Where Laughter Became Too Loud
For the past few days, something in my husband has felt… altered. Not abruptly, not loudly, but in a way that unsettles. As if something within him has quietly shifted out of place. Our laughter, once harmless, now seems to grate on him too loud, too intrusive. Whatever my child does is deemed wrong, and somehow, I become the recipient of his discontent. Each time his temper rises, I retreat into silence. Not because I am blameless, nor because I have nothing to say, but because I have learned that resistance only prolongs the unrest.
And yet, at the very beginning of this month, something
fractured.
We argued, truly argued, in a way we rarely do. Because this
time, I did not remain silent. I answered him. I met his gaze without
flinching. I returned every harsh word, my composure unraveling until even my
own restraint betrayed me, and even threw my phone in a surge of emotion.
It all unfolded before our child, who was already crying in
pain, his small arm having been roughly pulled as my husband dragged him from
the living room, where laughter had only moments before filled the air.
The contrast was unbearable.
Truthfully, I have been enduring for far longer than I care
to admit. Existing in a state of quiet endurance, hoping that something might
shift on its own.
He is aware that he is unemployed, and yet he does not seem
to grasp the gravity of that reality. If he cannot yet provide in one way,
could he not compensate in another? The house, the child, the invisible labor
that sustains our daily lives these are not mine alone to carry.

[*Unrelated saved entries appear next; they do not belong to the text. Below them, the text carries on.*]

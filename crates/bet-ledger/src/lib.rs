//! Ingestion and metrics core for a sports-betting performance dashboard.
//!
//! Raw sheet text flows through [`tokenizer`] → [`parser`] (which calls
//! [`outcome`]) into an immutable [`ingestion::Snapshot`]. Everything the
//! dashboard shows is a pure function over that snapshot: [`filter`],
//! [`metrics`], [`pager`] and [`charts`].

pub mod charts;
pub mod error;
pub mod filter;
pub mod http;
pub mod ingestion;
pub mod metrics;
pub mod mock;
pub mod outcome;
pub mod pager;
pub mod parser;
pub mod sheet;
pub mod tokenizer;
pub mod types;

pub use error::LoadError;
pub use filter::{FilterState, filter_records};
pub use ingestion::{DataSource, LedgerStore, Snapshot};
pub use metrics::calculate_kpis;
pub use parser::parse_csv_data;
pub use types::{AnalysisBrief, BetRecord, KpiMetrics, OutcomeKind};
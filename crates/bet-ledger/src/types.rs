//! Core record types shared by the parser, metrics and filter layers.
//!
//! JSON field names are camelCase: the dashboard frontend reads this exact
//! shape (`profitUnits`, `winRate`, ...).

use serde::{Deserialize, Serialize};
use std::str::FromStr;

// ── Outcome ─────────────────────────────────────────────────────────────────

/// Closed set of bet outcomes.
#[derive(Debug, Clone, Copy, PartialEq, Eq, Hash, Serialize, Deserialize)]
#[serde(rename_all = "UPPERCASE")]
pub enum OutcomeKind {
    Win,
    Loss,
    Void,
    Pending,
}

impl std::fmt::Display for OutcomeKind {
    fn fmt(&self, f: &mut std::fmt::Formatter<'_>) -> std::fmt::Result {
        match self {
            Self::Win => write!(f, "WIN"),
            Self::Loss => write!(f, "LOSS"),
            Self::Void => write!(f, "VOID"),
            Self::Pending => write!(f, "PENDING"),
        }
    }
}

/// Returned when a filter selection names something outside the closed set.
#[derive(Debug, Clone, PartialEq, Eq, thiserror::Error)]
#[error("unknown outcome kind: {0}")]
pub struct UnknownOutcome(pub String);

impl FromStr for OutcomeKind {
    type Err = UnknownOutcome;

    fn from_str(s: &str) -> Result<Self, Self::Err> {
        match s.trim().to_ascii_uppercase().as_str() {
            "WIN" => Ok(Self::Win),
            "LOSS" => Ok(Self::Loss),
            "VOID" => Ok(Self::Void),
            "PENDING" => Ok(Self::Pending),
            _ => Err(UnknownOutcome(s.to_string())),
        }
    }
}

// ── Records ─────────────────────────────────────────────────────────────────

/// One parsed wagering event.
///
/// `date` is kept exactly as it appeared in the sheet (ISO, `DD/MM/YYYY`, ...);
/// normalization happens only when a date filter is applied.
#[derive(Debug, Clone, PartialEq, Serialize, Deserialize)]
#[serde(rename_all = "camelCase")]
pub struct BetRecord {
    pub id: String,
    pub date: String,
    pub competition: String,
    pub tipster: String,
    pub home: String,
    pub away: String,
    pub market: String,
    pub units: f64,
    pub odds: f64,
    pub result: OutcomeKind,
    pub profit_units: f64,
    pub profit_percent: f64,
}

// ── Derived metrics ─────────────────────────────────────────────────────────

/// Summary statistics over one record collection. All percentages are 0-100.
#[derive(Debug, Clone, Copy, Default, PartialEq, Serialize, Deserialize)]
#[serde(rename_all = "camelCase")]
pub struct KpiMetrics {
    pub total_profit: f64,
    pub total_bets: usize,
    pub win_rate: f64,
    pub avg_odds: f64,
    pub roi: f64,
    /// Display figure only: profit scaled by a fixed multiplier.
    pub current_bankroll_growth: f64,
}

impl KpiMetrics {
    /// One-line portfolio context handed to the analysis collaborator.
    pub fn context_line(&self) -> String {
        format!(
            "Total Profit: {}, ROI: {}%, WinRate: {}%",
            self.total_profit, self.roi, self.win_rate
        )
    }
}

// ── Analysis brief ──────────────────────────────────────────────────────────

/// Structured fields for the external text-generation call on a single bet.
#[derive(Debug, Clone, PartialEq, Serialize)]
#[serde(rename_all = "camelCase")]
pub struct AnalysisBrief {
    pub competition: String,
    pub home: String,
    pub away: String,
    pub market: String,
    pub date: String,
    pub odds: f64,
    pub units: f64,
    pub result: OutcomeKind,
    pub profit_units: f64,
    pub portfolio_context: String,
}

impl AnalysisBrief {
    pub fn new(record: &BetRecord, kpis: &KpiMetrics) -> Self {
        Self {
            competition: record.competition.clone(),
            home: record.home.clone(),
            away: record.away.clone(),
            market: record.market.clone(),
            date: record.date.clone(),
            odds: record.odds,
            units: record.units,
            result: record.result,
            profit_units: record.profit_units,
            portfolio_context: kpis.context_line(),
        }
    }
}
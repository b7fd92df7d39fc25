//! Fixed-size pages over a filtered view.

/// Records shown per table page.
pub const PAGE_SIZE: usize = 20;

/// Slice `[(page-1)*PAGE_SIZE, page*PAGE_SIZE)` of `items`.
///
/// `page` is 1-based and not clamped here; a page past the end is empty.
pub fn page<T>(items: &[T], page: usize) -> &[T] {
    let start = page.saturating_sub(1).saturating_mul(PAGE_SIZE);
    if start >= items.len() {
        return &[];
    }
    let end = (start + PAGE_SIZE).min(items.len());
    &items[start..end]
}

/// Number of pages needed for `len` items (0 for an empty view).
pub fn total_pages(len: usize) -> usize {
    len.div_ceil(PAGE_SIZE)
}

/// Clamp a requested page into `[1, total]`, treating an empty view as one page.
pub fn clamp_page(page: usize, total: usize) -> usize {
    page.clamp(1, total.max(1))
}
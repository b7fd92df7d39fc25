//! Share link → CSV export endpoint.

use regex::Regex;
use std::sync::LazyLock;

use crate::error::LoadError;

/// Sheet loaded when nothing else is configured.
pub const DEFAULT_SHEET_URL: &str =
    "https://docs.google.com/spreadsheets/d/1LleQLKL5oAoBPAITP_JcGkN4EBYLtLAbsJW8L8tSwaI/edit?gid=2017842059#gid=2017842059";

const EXPORT_BASE: &str = "https://docs.google.com/spreadsheets/d/";

static DOC_ID: LazyLock<Regex> = LazyLock::new(|| Regex::new(r"/d/([a-zA-Z0-9_-]+)").expect("valid regex"));
static TAB_GID: LazyLock<Regex> = LazyLock::new(|| Regex::new(r"[#&]gid=([0-9]+)").expect("valid regex"));

/// Identifiers pulled out of a share link.
#[derive(Debug, Clone, PartialEq, Eq)]
pub struct SheetRef {
    pub document_id: String,
    pub gid: Option<String>,
}

impl SheetRef {
    /// Extract the document id (required) and tab gid (optional) from `url`.
    pub fn parse(url: &str) -> Result<Self, LoadError> {
        let document_id = DOC_ID
            .captures(url)
            .and_then(|c| c.get(1))
            .map(|m| m.as_str().to_string())
            .ok_or_else(|| LoadError::UnresolvableIdentifier { url: url.to_string() })?;

        let gid = TAB_GID
            .captures(url)
            .and_then(|c| c.get(1))
            .map(|m| m.as_str().to_string());

        Ok(Self { document_id, gid })
    }

    /// CSV export endpoint for this document (and tab, when known).
    pub fn export_url(&self) -> String {
        let mut url = format!("{}{}/export?format=csv", EXPORT_BASE, self.document_id);
        if let Some(ref gid) = self.gid {
            url.push_str("&gid=");
            url.push_str(gid);
        }
        url
    }
}
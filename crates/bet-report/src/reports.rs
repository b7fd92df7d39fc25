//! Report output (console summary, record table, CSV export)

use anyhow::{Context, Result};
use bet_ledger::charts::{cumulative_profit, outcome_breakdown};
use bet_ledger::pager::{self, PAGE_SIZE};
use bet_ledger::{BetRecord, FilterState, KpiMetrics, Snapshot};
use csv::Writer;
use std::io;
use std::path::Path;

use crate::constants;

/// Header of exported CSV files. Column order matches the sheet layout the
/// parser reads, so an export can be loaded back with `--csv`.
const EXPORT_HEADER: [&str; 12] = [
    "Date",
    "Competition",
    "Tipster",
    "Home",
    "Away",
    "Market",
    "Units",
    "Odds",
    "Result",
    "Profit",
    "Profit_%",
    "Id",
];

/// One-line description of the active filters
pub fn describe_filters(filters: &FilterState) -> String {
    let mut parts = Vec::new();
    if let Some(ref competition) = filters.competition {
        parts.push(format!("competition={}", competition));
    }
    if let Some(ref tipster) = filters.tipster {
        parts.push(format!("tipster={}", tipster));
    }
    if let Some(result) = filters.result {
        parts.push(format!("result={}", result));
    }
    if let Some(ref date) = filters.date {
        parts.push(format!("date={}", date));
    }

    if parts.is_empty() {
        "none".to_string()
    } else {
        parts.join(", ")
    }
}

// =============================================================================
// Console summary
// =============================================================================

/// Print the KPI block, outcome breakdown and profit curve extremes for `view`
pub fn write_summary<W: io::Write>(
    out: &mut W,
    snapshot: &Snapshot,
    filters: &FilterState,
    view: &[BetRecord],
    kpis: &KpiMetrics,
) -> io::Result<()> {
    let rule = "=".repeat(constants::BANNER_WIDTH);

    writeln!(out, "\n{}", rule)?;
    writeln!(out, "                 BETTING PERFORMANCE SUMMARY")?;
    writeln!(out, "{}\n", rule)?;

    writeln!(out, "Source:            {}", snapshot.source)?;
    if let Some(loaded_at) = snapshot.loaded_at {
        writeln!(out, "Loaded at:         {}", loaded_at.format("%Y-%m-%d %H:%M:%S UTC"))?;
    }
    writeln!(out, "Filters:           {}", describe_filters(filters))?;
    writeln!(out, "Bets:              {} of {}", view.len(), snapshot.records.len())?;

    writeln!(out, "\nPERFORMANCE")?;
    writeln!(out, "  Total Profit:      {:>10.2} u", kpis.total_profit)?;
    writeln!(out, "  ROI:               {:>10.2} %", kpis.roi)?;
    writeln!(out, "  Win Rate:          {:>10.2} %", kpis.win_rate)?;
    writeln!(out, "  Average Odds:      {:>10.2}", kpis.avg_odds)?;
    writeln!(out, "  Bankroll Growth:   {:>10.2} %", kpis.current_bankroll_growth)?;

    let slices = outcome_breakdown(view);
    if !slices.is_empty() {
        writeln!(out, "\nOUTCOMES")?;
        for slice in &slices {
            writeln!(out, "  {:<18} {:>6}", slice.label, slice.count)?;
        }
    }

    let curve = cumulative_profit(view);
    let peak = curve.iter().max_by(|a, b| a.cumulative_profit.total_cmp(&b.cumulative_profit));
    let low = curve.iter().min_by(|a, b| a.cumulative_profit.total_cmp(&b.cumulative_profit));
    if let (Some(peak), Some(low), Some(last)) = (peak, low, curve.last()) {
        writeln!(out, "\nPROFIT CURVE")?;
        writeln!(out, "  Peak:    {:>10.2} u  ({})", peak.cumulative_profit, peak.date)?;
        writeln!(out, "  Low:     {:>10.2} u  ({})", low.cumulative_profit, low.date)?;
        writeln!(out, "  Final:   {:>10.2} u  ({})", last.cumulative_profit, last.date)?;
    }

    writeln!(out, "\n{}", rule)?;
    Ok(())
}

// =============================================================================
// Record table
// =============================================================================

fn fit(label: &str, width: usize) -> String {
    if label.chars().count() <= width {
        return label.to_string();
    }
    let mut cut: String = label.chars().take(width.saturating_sub(1)).collect();
    cut.push('…');
    cut
}

/// Print one page of `view`; out-of-range page numbers are clamped.
///
/// Returns the page actually shown.
pub fn write_page<W: io::Write>(out: &mut W, view: &[BetRecord], requested: usize) -> io::Result<usize> {
    let total = pager::total_pages(view.len());
    let current = pager::clamp_page(requested, total);

    if view.is_empty() {
        writeln!(out, "No bets match the current filters.")?;
        return Ok(current);
    }

    let width = constants::LABEL_COLUMN_WIDTH;
    writeln!(
        out,
        "{:<10}  {:<width$}  {:<width$}  {:<28}  {:<20}  {:>5}  {:>5}  {:<7}  {:>7}",
        "Date", "Competition", "Tipster", "Match", "Market", "Units", "Odds", "Result", "Profit",
    )?;

    for record in pager::page(view, current) {
        let fixture = format!("{} x {}", record.home, record.away);
        writeln!(
            out,
            "{:<10}  {:<width$}  {:<width$}  {:<28}  {:<20}  {:>5.2}  {:>5.2}  {:<7}  {:>+7.2}",
            fit(&record.date, 10),
            fit(&record.competition, width),
            fit(&record.tipster, width),
            fit(&fixture, 28),
            fit(&record.market, 20),
            record.units,
            record.odds,
            record.result.to_string(),
            record.profit_units,
        )?;
    }

    let first = (current - 1) * PAGE_SIZE + 1;
    let last = (current * PAGE_SIZE).min(view.len());
    writeln!(
        out,
        "\nPage {} of {} (bets {}-{} of {})",
        current,
        total,
        first,
        last,
        view.len()
    )?;
    Ok(current)
}

// =============================================================================
// CSV export
// =============================================================================

/// Write `records` as CSV in sheet column order
pub fn write_records_csv<W: io::Write>(writer: W, records: &[BetRecord]) -> Result<()> {
    let mut wtr = Writer::from_writer(writer);

    wtr.write_record(EXPORT_HEADER)?;

    for record in records {
        wtr.write_record([
            record.date.as_str(),
            &record.competition,
            &record.tipster,
            &record.home,
            &record.away,
            &record.market,
            &record.units.to_string(),
            &record.odds.to_string(),
            &record.result.to_string(),
            &record.profit_units.to_string(),
            &format!("{}%", record.profit_percent),
            &record.id,
        ])?;
    }

    wtr.flush()?;
    Ok(())
}

/// Export `records` to a CSV file at `path`
pub fn export_records(path: &Path, records: &[BetRecord]) -> Result<()> {
    let file =
        std::fs::File::create(path).with_context(|| format!("Failed to create export file: {}", path.display()))?;
    write_records_csv(file, records).with_context(|| format!("Failed to write export file: {}", path.display()))?;

    println!("  Generated: {} ({} bets)", path.display(), records.len());
    Ok(())
}
//! `watch`: reload the ledger on a fixed interval and print the KPI line
//! after each load. Uses a plain tokio::time::interval; Ctrl-C stops it.

use anyhow::Result;
use bet_ledger::http::HttpSource;
use bet_ledger::{FilterState, LedgerStore, calculate_kpis, filter_records};
use tokio::time::MissedTickBehavior;
use tracing::{error, info, warn};

use crate::config::Config;

/// Reload immediately, then every `config.watch_interval` until Ctrl-C.
pub async fn run(store: &LedgerStore, http: &HttpSource, config: &Config, filters: &FilterState) -> Result<()> {
    info!(
        "Reloading every {} minute(s); press Ctrl-C to stop",
        config.watch_interval.as_secs() / 60
    );

    let mut interval = tokio::time::interval(config.watch_interval);
    interval.set_missed_tick_behavior(MissedTickBehavior::Delay);

    loop {
        tokio::select! {
            _ = interval.tick() => run_once(store, http, config, filters).await,
            _ = tokio::signal::ctrl_c() => {
                info!("Stopping watch");
                return Ok(());
            }
        }
    }
}

async fn run_once(store: &LedgerStore, http: &HttpSource, config: &Config, filters: &FilterState) {
    match crate::load(store, http, &config.input).await {
        Ok(true) => {
            let snapshot = store.snapshot();
            let view = filter_records(&snapshot.records, filters);
            let kpis = calculate_kpis(&view);
            let at = snapshot
                .loaded_at
                .map(|t| t.format("%H:%M:%S").to_string())
                .unwrap_or_default();
            println!("[{}] {} bets | {}", at, view.len(), kpis.context_line());
        }
        Ok(false) => warn!("Reload superseded by a newer one"),
        Err(e) => error!(
            "Reload failed, keeping previous data ({} bets): {:#}",
            store.snapshot().records.len(),
            e
        ),
    }
}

Isn’t this our home? Then why does everything feel like it’s solely my responsibility? The house, our child, everything falls on me. I am so, so tired. And yet, I carry them. Exhaustion has become a constant undercurrent in me. Meanwhile, he drifts through his days, retiring at three in the morning after hours of gaming, waking near midday, repeating the same rhythm without disruption. Even in moments meant for togetherness, his attention remains tethered to his phone. His presence is merely physical, his mind and affections remain elsewhere, inaccessible.
It is a peculiar kind of loneliness. And slowly, inevitably, it ignited something in me. All of this kept building inside me until I finally broke.
If even our laughter is an affront to him, then perhaps it is we who must leave. I told him we would return to my parents’ home, to a place where my child’s joy would not be treated as a disturbance. I spoke with a steadiness that belied the turbulence within me. My child’s cries threaded through every word, turning the moment into something I will not easily forget.
Then he left. No explanation. No attempt to mend what had
just been shattered. Just absence.
A thought, stark and unsettling, crossed my mind. If his
anger had escalated further, if he had raised his hand again, that would have
been my definitive moment. The moment I would leave without hesitation. But
somehow, he held himself back.
Still, I could not help but wonder, he has only just secured a single freelance project, and already he carries himself as though burdened beyond measure. If such a small responsibility unsettles him, what would happen if he were entrusted with more?
A harsher thought followed, unbidden. Perhaps this is why he has not yet been granted stability. Perhaps he is not ready. And yet, even as the thought formed, I recoiled from it. What kind of wife entertains such notions?
I have been told, often, that a wife must remain grateful,
must remain supportive, that a wife’s disposition can ease her husband’s path
to provision. But if that gratitude must be feigned, does it still hold
meaning? And would God not perceive the dissonance between what is spoken and
what is truly felt?
Then came another possibility, distance.
Perhaps we would be better apart, at least for a time.
Perhaps in separation, we might find clarity that proximity has denied us. Or
perhaps… it is nothing more than a justification, a quiet permission I grant
myself to leave a home that no longer feels hospitable to my child’s laughter.
Some time later, he returned. He held us, both of us and apologized. His voice softer, his presence gentler, as though attempting to gather what had come undone.
But something within me remained unmoved.
And that, perhaps, is what troubles me most, not the anger, not the argument, but the quiet, growing realization that forgiveness no longer comes to me as easily as it once did.